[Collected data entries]
BEGIN

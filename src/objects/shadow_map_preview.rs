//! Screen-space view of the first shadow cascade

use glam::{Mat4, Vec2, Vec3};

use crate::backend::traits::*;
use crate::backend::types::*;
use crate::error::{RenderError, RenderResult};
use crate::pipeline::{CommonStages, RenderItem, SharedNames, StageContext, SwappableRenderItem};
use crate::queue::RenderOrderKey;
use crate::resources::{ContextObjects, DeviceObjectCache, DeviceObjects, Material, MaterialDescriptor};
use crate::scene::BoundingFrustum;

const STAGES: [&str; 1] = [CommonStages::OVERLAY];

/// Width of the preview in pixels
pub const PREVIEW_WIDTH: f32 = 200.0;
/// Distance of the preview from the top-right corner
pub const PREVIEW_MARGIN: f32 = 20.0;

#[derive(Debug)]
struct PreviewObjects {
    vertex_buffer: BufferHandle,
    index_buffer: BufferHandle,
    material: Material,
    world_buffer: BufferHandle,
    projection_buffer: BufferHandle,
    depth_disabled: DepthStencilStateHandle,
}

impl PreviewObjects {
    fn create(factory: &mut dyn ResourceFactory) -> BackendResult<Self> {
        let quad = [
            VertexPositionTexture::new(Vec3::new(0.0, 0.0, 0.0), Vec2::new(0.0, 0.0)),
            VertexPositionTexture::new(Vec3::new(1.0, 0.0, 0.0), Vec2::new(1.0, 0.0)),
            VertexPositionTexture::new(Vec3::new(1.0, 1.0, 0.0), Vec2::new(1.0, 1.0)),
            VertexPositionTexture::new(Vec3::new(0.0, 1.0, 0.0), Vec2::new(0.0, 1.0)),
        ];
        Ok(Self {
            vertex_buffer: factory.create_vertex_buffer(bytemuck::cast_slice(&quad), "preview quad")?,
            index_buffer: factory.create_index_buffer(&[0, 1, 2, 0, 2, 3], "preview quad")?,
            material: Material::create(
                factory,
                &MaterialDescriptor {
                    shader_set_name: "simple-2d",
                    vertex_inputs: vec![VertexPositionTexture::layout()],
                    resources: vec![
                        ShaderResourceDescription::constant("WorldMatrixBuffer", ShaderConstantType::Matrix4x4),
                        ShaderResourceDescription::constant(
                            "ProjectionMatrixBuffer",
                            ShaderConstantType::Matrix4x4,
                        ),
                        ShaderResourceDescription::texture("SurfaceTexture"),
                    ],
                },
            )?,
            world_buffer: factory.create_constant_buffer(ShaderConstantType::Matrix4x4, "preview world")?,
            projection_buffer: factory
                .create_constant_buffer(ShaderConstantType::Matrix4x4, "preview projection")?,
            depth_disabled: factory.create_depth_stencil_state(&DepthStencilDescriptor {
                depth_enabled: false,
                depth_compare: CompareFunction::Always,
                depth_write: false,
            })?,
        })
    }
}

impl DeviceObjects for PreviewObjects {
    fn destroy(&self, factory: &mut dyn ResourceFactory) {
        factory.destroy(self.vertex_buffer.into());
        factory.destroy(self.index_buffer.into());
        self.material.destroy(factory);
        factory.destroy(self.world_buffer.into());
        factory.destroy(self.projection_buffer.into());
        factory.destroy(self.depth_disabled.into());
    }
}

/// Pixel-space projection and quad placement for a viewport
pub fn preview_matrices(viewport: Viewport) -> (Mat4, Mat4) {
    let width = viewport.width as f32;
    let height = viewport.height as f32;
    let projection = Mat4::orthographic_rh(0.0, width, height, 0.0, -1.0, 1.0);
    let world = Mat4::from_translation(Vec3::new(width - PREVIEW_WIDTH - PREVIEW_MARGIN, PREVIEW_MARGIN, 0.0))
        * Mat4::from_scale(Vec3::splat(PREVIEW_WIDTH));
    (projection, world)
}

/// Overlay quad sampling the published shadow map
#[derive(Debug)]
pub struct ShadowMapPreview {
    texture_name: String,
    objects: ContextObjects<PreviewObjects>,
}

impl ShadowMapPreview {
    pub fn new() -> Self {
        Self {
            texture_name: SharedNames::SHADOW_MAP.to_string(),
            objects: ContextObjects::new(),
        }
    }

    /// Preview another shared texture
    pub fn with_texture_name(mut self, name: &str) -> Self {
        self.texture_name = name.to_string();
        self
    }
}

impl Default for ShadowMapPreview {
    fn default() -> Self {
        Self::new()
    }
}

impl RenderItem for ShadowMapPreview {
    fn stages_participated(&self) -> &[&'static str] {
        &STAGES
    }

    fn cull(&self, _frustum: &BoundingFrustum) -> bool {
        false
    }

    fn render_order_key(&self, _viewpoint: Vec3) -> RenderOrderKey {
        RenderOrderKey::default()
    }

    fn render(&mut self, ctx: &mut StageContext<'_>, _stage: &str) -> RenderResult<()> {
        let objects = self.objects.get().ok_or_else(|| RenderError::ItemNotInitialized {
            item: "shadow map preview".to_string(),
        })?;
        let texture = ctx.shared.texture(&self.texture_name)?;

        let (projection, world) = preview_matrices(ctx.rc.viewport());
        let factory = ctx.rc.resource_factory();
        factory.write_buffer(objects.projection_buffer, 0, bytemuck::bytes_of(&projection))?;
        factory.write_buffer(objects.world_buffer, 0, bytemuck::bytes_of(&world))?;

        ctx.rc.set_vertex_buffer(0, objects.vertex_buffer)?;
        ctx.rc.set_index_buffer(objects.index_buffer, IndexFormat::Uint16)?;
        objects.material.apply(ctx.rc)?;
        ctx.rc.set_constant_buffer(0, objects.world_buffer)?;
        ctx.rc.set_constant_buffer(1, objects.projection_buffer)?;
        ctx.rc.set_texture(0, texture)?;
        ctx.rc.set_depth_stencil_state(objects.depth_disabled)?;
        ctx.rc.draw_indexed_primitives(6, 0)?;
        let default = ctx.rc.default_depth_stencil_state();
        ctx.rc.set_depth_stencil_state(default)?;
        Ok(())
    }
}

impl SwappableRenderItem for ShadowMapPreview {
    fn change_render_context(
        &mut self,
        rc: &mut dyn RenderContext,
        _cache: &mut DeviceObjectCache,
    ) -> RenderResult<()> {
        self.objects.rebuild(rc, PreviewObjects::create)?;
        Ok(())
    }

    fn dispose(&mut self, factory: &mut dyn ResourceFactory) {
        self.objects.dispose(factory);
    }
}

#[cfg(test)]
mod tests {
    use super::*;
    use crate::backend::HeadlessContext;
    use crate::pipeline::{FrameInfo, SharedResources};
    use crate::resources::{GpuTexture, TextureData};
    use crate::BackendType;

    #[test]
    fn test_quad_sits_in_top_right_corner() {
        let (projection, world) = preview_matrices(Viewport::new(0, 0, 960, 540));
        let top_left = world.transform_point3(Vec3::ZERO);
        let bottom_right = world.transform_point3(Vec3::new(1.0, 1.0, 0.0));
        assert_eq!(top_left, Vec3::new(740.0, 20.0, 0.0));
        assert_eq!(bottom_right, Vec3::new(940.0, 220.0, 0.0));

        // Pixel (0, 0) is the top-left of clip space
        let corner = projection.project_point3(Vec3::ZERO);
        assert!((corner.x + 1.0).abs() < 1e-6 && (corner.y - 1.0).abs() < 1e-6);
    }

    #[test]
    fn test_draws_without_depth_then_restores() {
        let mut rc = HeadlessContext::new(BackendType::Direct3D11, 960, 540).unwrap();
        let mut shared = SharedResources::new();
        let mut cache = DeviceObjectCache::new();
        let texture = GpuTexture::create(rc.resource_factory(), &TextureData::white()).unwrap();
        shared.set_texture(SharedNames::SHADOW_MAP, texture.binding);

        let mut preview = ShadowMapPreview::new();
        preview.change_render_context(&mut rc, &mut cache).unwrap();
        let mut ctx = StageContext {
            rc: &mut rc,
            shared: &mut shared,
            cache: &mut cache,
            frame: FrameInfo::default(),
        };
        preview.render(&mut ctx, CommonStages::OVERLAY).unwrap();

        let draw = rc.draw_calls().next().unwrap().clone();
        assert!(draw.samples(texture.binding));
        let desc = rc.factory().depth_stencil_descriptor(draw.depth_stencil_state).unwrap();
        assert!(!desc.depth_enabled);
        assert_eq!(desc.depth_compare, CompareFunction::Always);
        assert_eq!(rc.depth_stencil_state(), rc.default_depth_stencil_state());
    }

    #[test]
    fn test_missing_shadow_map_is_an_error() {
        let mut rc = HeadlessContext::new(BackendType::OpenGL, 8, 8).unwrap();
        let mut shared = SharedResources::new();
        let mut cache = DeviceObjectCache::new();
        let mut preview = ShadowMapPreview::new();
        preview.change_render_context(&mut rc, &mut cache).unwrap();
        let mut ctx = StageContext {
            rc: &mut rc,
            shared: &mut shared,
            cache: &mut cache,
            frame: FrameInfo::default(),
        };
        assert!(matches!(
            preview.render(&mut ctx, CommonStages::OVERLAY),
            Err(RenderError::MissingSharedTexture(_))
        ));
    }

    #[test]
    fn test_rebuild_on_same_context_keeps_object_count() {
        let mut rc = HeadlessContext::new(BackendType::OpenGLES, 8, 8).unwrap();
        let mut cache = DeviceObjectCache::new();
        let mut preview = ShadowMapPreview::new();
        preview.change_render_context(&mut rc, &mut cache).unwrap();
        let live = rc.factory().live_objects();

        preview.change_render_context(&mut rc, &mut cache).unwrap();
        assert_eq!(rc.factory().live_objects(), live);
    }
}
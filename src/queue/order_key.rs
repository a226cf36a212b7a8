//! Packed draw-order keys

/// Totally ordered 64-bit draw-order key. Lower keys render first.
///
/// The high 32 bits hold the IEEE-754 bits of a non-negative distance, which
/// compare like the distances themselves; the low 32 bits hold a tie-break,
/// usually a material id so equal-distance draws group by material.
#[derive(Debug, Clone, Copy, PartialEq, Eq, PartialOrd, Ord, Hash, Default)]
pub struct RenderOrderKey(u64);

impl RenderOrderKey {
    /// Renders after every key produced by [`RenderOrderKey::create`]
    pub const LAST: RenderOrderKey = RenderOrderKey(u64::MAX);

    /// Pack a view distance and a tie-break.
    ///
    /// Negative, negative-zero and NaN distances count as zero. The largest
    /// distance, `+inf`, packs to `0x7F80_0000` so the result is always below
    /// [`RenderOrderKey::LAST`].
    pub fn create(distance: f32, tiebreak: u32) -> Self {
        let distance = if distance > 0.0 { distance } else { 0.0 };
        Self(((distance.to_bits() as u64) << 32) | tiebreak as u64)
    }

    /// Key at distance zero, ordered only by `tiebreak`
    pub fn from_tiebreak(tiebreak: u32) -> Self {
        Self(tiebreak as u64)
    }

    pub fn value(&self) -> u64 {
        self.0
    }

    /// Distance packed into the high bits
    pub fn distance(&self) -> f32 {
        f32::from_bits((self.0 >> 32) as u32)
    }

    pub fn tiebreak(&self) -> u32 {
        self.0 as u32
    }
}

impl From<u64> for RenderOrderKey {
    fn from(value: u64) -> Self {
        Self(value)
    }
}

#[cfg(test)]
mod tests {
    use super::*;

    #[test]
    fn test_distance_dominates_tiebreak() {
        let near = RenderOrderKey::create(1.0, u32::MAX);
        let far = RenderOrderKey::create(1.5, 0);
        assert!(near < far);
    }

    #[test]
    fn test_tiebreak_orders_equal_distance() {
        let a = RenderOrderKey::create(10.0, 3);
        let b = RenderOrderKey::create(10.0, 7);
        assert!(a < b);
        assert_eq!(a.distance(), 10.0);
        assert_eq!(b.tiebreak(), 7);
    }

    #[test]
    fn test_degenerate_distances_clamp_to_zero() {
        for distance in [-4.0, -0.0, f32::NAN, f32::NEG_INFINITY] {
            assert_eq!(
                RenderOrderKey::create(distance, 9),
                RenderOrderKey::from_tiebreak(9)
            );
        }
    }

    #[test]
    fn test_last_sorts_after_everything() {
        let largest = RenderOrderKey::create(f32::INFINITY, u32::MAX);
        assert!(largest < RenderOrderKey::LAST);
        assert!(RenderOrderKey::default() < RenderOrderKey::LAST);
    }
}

END
BEGIN

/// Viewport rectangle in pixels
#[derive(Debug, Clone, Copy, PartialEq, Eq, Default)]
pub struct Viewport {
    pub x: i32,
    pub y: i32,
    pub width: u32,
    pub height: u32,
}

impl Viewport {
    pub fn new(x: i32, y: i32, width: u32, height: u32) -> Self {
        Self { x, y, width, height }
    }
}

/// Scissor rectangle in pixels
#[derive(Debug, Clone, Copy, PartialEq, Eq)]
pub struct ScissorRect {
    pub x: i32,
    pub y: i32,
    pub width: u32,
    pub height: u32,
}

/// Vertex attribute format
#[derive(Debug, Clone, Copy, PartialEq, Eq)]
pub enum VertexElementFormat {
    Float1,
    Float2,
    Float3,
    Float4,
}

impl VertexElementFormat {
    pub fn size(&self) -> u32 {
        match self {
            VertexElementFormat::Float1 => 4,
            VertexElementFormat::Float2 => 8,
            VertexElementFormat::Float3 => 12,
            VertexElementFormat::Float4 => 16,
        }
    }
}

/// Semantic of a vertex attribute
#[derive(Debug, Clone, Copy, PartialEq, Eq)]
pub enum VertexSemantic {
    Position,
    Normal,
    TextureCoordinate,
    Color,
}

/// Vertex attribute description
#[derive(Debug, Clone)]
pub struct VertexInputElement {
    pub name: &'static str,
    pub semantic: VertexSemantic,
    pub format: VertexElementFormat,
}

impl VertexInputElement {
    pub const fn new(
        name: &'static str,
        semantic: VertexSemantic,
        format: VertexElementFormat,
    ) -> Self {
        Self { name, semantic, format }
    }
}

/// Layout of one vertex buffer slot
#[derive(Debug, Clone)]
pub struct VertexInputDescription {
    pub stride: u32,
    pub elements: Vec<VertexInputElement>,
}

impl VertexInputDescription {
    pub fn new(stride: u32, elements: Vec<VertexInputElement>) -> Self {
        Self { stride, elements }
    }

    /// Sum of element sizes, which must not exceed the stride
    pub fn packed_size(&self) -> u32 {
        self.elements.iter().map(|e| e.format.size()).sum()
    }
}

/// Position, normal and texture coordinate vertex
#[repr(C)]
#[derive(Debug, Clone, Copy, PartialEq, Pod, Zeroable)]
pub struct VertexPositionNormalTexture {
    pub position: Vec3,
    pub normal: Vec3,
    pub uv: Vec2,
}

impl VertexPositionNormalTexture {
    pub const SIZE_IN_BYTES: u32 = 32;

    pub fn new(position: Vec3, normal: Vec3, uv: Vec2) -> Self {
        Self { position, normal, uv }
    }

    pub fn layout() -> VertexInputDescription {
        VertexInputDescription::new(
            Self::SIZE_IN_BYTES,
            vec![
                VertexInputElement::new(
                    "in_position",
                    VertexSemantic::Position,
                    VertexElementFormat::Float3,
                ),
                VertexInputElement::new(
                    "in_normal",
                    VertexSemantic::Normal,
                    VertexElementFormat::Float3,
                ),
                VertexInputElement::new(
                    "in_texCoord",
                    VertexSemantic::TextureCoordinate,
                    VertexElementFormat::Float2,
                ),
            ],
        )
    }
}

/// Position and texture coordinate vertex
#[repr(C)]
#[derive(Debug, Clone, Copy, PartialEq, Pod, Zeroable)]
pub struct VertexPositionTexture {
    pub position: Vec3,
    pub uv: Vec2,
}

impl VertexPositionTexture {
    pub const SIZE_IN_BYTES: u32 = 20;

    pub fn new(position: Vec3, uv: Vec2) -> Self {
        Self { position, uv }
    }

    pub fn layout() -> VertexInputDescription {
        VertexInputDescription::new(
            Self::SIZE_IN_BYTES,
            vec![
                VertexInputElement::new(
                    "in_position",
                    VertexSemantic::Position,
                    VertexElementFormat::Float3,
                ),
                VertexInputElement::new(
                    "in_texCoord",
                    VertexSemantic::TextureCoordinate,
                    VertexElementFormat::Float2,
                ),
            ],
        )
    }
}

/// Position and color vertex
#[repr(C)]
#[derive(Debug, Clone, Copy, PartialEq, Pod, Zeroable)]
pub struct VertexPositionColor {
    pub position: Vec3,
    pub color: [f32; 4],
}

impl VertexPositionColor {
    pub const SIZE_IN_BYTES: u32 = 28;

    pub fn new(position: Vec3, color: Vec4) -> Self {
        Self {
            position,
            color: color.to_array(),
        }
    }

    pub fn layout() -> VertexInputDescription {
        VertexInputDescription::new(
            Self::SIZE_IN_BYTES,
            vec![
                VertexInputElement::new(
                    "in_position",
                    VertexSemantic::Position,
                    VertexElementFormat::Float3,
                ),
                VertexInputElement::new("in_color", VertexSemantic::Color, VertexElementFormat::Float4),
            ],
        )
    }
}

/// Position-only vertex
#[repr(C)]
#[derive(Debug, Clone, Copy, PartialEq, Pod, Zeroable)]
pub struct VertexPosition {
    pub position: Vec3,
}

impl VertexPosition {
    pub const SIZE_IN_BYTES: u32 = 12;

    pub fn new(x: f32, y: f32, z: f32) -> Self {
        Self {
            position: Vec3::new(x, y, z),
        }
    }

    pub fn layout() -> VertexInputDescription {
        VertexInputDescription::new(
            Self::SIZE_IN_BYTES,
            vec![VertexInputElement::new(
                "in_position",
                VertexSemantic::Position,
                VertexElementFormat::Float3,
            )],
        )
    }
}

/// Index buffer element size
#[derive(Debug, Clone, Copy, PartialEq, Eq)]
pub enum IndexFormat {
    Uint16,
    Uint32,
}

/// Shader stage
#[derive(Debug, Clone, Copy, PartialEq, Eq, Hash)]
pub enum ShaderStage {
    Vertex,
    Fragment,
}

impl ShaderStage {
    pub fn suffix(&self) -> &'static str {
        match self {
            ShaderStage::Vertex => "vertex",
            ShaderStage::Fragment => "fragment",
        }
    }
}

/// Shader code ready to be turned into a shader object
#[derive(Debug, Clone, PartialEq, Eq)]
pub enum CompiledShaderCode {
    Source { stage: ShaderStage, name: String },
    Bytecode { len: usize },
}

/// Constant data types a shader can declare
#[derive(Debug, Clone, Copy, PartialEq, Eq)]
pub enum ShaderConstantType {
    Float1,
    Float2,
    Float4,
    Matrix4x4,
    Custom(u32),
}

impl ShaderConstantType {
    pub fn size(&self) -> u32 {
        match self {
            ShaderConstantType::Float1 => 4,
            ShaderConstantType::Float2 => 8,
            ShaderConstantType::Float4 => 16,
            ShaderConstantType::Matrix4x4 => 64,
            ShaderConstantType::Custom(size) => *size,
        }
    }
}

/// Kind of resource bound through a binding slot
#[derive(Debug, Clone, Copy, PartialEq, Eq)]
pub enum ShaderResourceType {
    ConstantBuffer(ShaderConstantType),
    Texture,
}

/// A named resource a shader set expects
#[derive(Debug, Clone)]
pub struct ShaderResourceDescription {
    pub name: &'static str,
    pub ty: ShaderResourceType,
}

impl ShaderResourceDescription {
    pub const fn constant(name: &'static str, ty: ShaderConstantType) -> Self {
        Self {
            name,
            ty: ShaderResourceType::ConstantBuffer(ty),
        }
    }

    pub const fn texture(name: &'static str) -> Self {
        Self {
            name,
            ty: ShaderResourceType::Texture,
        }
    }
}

END

**Work task**. Return only the count of lines in the records that hold the word "StageContext".

**Written reply**. 4